J’ai dit parfois que la vie et l’être de Dieu se trouvent également dans une pierre, dans un morceau de bois ou en d’autres créatures qui ne possèdent pourtant pas la béatitude. Mais, dans ce serviteur, Dieu est d’une autre manière qui rend ce serviteur bienheureux et bon; Dieu se complaît dans son serviteur, il vit joyeusement et intellectuellement en lui et avec lui comme il vit en lui-même et avec lui-même. C’est pour cela que ce serviteur est bienheureux et bon, et c’est pour cela aussi que Notre-Seigneur lui dit : « Serviteur bon et fidèle, entre dans la joie de ton Maître. Parce que tu as été fidèle en de petites choses, je t’établirai sur tout mon bien. »
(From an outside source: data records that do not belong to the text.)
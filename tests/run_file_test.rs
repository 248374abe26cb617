// ABOUTME: Exercises Lox::run_file against real temp files, asserting the 0/65/70 exit-code contract

use lox_interpreter::interpreter::stdout_sink;
use lox_interpreter::lox::Lox;
use std::fs;
use std::io::Write;
use tempfile::NamedTempFile;

fn script_file(contents: &str) -> NamedTempFile {
    let mut file = NamedTempFile::new().expect("failed to create temp file");
    write!(file, "{contents}").expect("failed to write temp file");
    file
}

#[test]
fn run_file_executes_a_real_script_and_returns_zero() {
    let source = fs::read_to_string("tests/fixtures/closures_and_classes.lox")
        .expect("fixture script should exist");
    let file = script_file(&source);

    let mut lox = Lox::new(stdout_sink());
    let code = lox.run_file(file.path());

    assert_eq!(code, 0);
    assert!(!lox.had_error());
    assert!(!lox.had_runtime_error());
}

#[test]
fn run_file_returns_65_on_a_parse_error() {
    let file = script_file("var = 1;");

    let mut lox = Lox::new(stdout_sink());
    let code = lox.run_file(file.path());

    assert_eq!(code, 65);
    assert!(lox.had_error());
}

#[test]
fn run_file_returns_70_on_a_runtime_error() {
    let file = script_file("print 1 / 0;");

    let mut lox = Lox::new(stdout_sink());
    let code = lox.run_file(file.path());

    assert_eq!(code, 70);
    assert!(lox.had_runtime_error());
}

#[test]
fn run_file_returns_74_when_the_file_cannot_be_read() {
    let mut lox = Lox::new(stdout_sink());
    let code = lox.run_file(std::path::Path::new("/nonexistent/path/to/script.lox"));
    assert_eq!(code, 74);
}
Jusqu’ici j’ai parlé de sa bonté et montré pourquoi ce serviteur est bon : je vais vous instruire maintenant de sa fidélité. Notre-Seigneur a dit, en effet : « Serviteur bon et fidèle, parce que tu as été fidèle en de petites choses, je t’établirai sur tout mon bien. » Eh bien ! Faites attention et demandez-vous ce qu’est ce peu de choses en quoi ce serviteur a été fidèle. Tout ce que Dieu a créé dans le ciel et sur la terre et qui n’est pas Lui-même est petit, si on le compare à Lui. C’est en tout cela que ce bon serviteur a été fidèle. Comment ? Je vais vous l’exposer. Dieu a placé ce serviteur entre le temps et l’éternité. N’appartenant ni à l’un ni à l’autre, il est resté libre dans son intellect et sa volonté comme vis-à-vis de toutes choses. Par son intellect, il a traversé toutes choses que Dieu a créées. Par sa volonté il a laissé toutes choses et lui-même et tout ce que Dieu a créé et qui n’est pas Dieu lui-même. Il a pris ces choses intellectuellement, il en a loué Dieu, il lui en a rendu hommage et il les a retournées à Dieu et à sa nature insondable sans s’excepter lui-même pour autant qu’il fût créé. Vraiment ! En quiconque Lui serait aussi fidèle, Dieu aurait sa joie tout aussi indiciblement grande ! Celui qui Lui enlèverait cette joie, lui ôterait totalement sa vie, son être et sa déité.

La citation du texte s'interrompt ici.